Given data:
********
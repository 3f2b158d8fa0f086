//! Configuration management for taskhub.
//!
//! Configuration can be set via environment variables:
//! - `HOST` - Optional. Server host. Defaults to `0.0.0.0`.
//! - `PORT` - Optional. Server port. Defaults to `8080`.
//! - `SEED_DATA` - Optional. When `true`, three sample tasks are inserted at
//!   startup. Defaults to `false`.

use thiserror::Error;

#[derive(Debug, Error)]
pub enum ConfigError {
    #[error("Invalid value for {0}: {1}")]
    InvalidValue(String, String),
}

/// Service configuration.
#[derive(Debug, Clone)]
pub struct Config {
    /// Server host
    pub host: String,

    /// Server port
    pub port: u16,

    /// Whether to insert sample tasks at startup
    pub seed_data: bool,
}

impl Config {
    /// Load configuration from environment variables.
    ///
    /// # Errors
    ///
    /// Returns `ConfigError::InvalidValue` if `PORT` is set but does not
    /// parse as a port number.
    pub fn from_env() -> Result<Self, ConfigError> {
        let host = std::env::var("HOST").unwrap_or_else(|_| "0.0.0.0".to_string());

        let port = std::env::var("PORT")
            .unwrap_or_else(|_| "8080".to_string())
            .parse()
            .map_err(|e| ConfigError::InvalidValue("PORT".to_string(), format!("{}", e)))?;

        let seed_data = std::env::var("SEED_DATA")
            .map(|v| v == "true")
            .unwrap_or(false);

        Ok(Self {
            host,
            port,
            seed_data,
        })
    }
}

impl Default for Config {
    fn default() -> Self {
        Self {
            host: "0.0.0.0".to_string(),
            port: 8080,
            seed_data: false,
        }
    }
}

#[cfg(test)]
mod tests {
    use super::*;

    #[test]
    fn test_defaults() {
        let config = Config::default();
        assert_eq!(config.host, "0.0.0.0");
        assert_eq!(config.port, 8080);
        assert!(!config.seed_data);
    }

    // Single test for all env-var handling; std::env is process-global.
    #[test]
    fn test_from_env_overrides() {
        std::env::set_var("HOST", "127.0.0.1");
        std::env::set_var("PORT", "9191");
        std::env::set_var("SEED_DATA", "true");

        let config = Config::from_env().unwrap();
        assert_eq!(config.host, "127.0.0.1");
        assert_eq!(config.port, 9191);
        assert!(config.seed_data);

        std::env::set_var("PORT", "not-a-port");
        assert!(matches!(
            Config::from_env(),
            Err(ConfigError::InvalidValue(_, _))
        ));

        std::env::remove_var("HOST");
        std::env::remove_var("PORT");
        std::env::remove_var("SEED_DATA");
    }
}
********
What is expected: Filter the listing above, keeping only the lines with "false".

Exercise output:
//!   startup. Defaults to `false`.
            .unwrap_or(false);
            seed_data: false,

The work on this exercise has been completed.